The most important thing to get across to the protesters is that they should, at all costs, prevent the Spanish Government from bailing out private debt owed by business and individuals to other countries. There is no reason to do so except to please the bankers in Germany, France, the UK, etc. The reason not to is to prevent Spain from being in the same position as Ireland and Greece.

Last, this is all a fraud based international house of cards that allows economic elites to fleece the rest of their countryment. IF refusing to socialize the losses on loans to Spanish business and individuals brings the whole house of cards crashing down, Spain would be doing the citizens of the rest of Europe and the USA a great service, though things will be hard for a while. The longer the frauds run the worse the final collapse will be.

"It is not necessary to have hope in order to persevere."

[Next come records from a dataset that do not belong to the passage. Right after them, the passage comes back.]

impl WagerMetrics {
    fn new(registry: &Registry) -> Result<Self> {
        let postings_total = IntCounterVec::new(
            Opts::new("matchforge_ledger_postings_total", "Ledger postings"),
            &["kind"],
        )?;
        registry.register(Box::new(postings_total.clone()))?;

        let posted_amount_total = IntCounterVec::new(
            Opts::new(
                "matchforge_ledger_posted_amount_total",
                "Amount posted to the ledger in minor units",
            ),
            &["kind"],
        )?;
        registry.register(Box::new(posted_amount_total.clone()))?;

        let wagers_settled_total =
            IntCounter::new("matchforge_wagers_settled_total", "Wagers paid out")?;
        registry.register(Box::new(wagers_settled_total.clone()))?;

        let platform_fees_total = IntCounter::new(
            "matchforge_platform_fees_total",
            "Platform fees collected in minor units",
        )?;
        registry.register(Box::new(platform_fees_total.clone()))?;

        Ok(Self {
            postings_total,
            posted_amount_total,
            wagers_settled_total,
            platform_fees_total,
        })
    }
}

impl PerformanceMetrics {
    fn new(registry: &Registry) -> Result<Self> {
        let operation_duration = HistogramVec::new(
            HistogramOpts::new(
                "matchforge_operation_duration_seconds",
                "Public operation duration",
            )
            .buckets(vec![0.0005, 0.001, 0.005, 0.01, 0.05, 0.1, 0.5, 1.0]),
            &["operation"],
        )?;
        registry.register(Box::new(operation_duration.clone()))?;

        let rating_calculation_duration = Histogram::with_opts(
            HistogramOpts::new(
                "matchforge_rating_calculation_duration_seconds",
                "Rating calculation time",
            )
            .buckets(vec![0.00001, 0.0001, 0.001, 0.005, 0.01]),
        )?;
        registry.register(Box::new(rating_calculation_duration.clone()))?;

        let provider_request_duration = HistogramVec::new(
            HistogramOpts::new(
                "matchforge_provider_request_duration_seconds",
                "Game-server provider request duration",
            )
            .buckets(vec![0.05, 0.1, 0.25, 0.5, 1.0, 2.5, 5.0, 15.0]),
            &["operation", "status"],
        )?;
        registry.register(Box::new(provider_request_duration.clone()))?;

        let amqp_operation_duration = HistogramVec::new(
            HistogramOpts::new(
                "matchforge_amqp_operation_duration_seconds",
                "AMQP operation duration",
            )
            .buckets(vec![0.001, 0.005, 0.01, 0.05, 0.1, 0.5, 1.0, 5.0]),
            &["operation", "status"],
        )?;
        registry.register(Box::new(amqp_operation_duration.clone()))?;

        Ok(Self {
            operation_duration,
            rating_calculation_duration,
            provider_request_duration,
            amqp_operation_duration,
        })
    }
}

by ARGeezer (ARGeezer a in a circle eurotrib daught com) on Thu May 19th, 2011 at 11:07:51 PM EST
You mean that the problem in Spain is larger than the fly to safety and money.. well it is true.. the fact is that the problem is the global search of safe assets.

If Spain had the peseta, you can prevent the effects of this flight with devaluation.. making spanish products cheaper and the low-wage products more difficult to import in a lot of cases.. or at least in enought hem to keep unemployment at reasonable levels.

So, it is more the euro + financial flight to safety.. but I guess this points comes acroos in the text, doesn't it?

A pleasure

I therefore claim to show, not how men think in myths, but how myths operate in men's minds without their being aware of the fact. Levi-Strauss, Claude

by kcurie on Fri May 20th, 2011 at 08:23:18 AM EST
[ Parent ]
I guess this points comes acroos in the text, doesn't it?

It would depend on the individual. Good practice would be to make the argument clear to all, regardless of their level of knowledge about political economy.

"It is not necessary to have hope in order to persevere."
by ARGeezer (ARGeezer a in a circle eurotrib daught com) on Fri May 20th, 2011 at 09:24:20 AM EST
[ Parent ]
Yes..well it is clear that it is not the mean message.. the main messsage: controlling your own currency is importnat.. if you do not do it ayou at the mercy of foreign decisions.. unless Europe is your new home.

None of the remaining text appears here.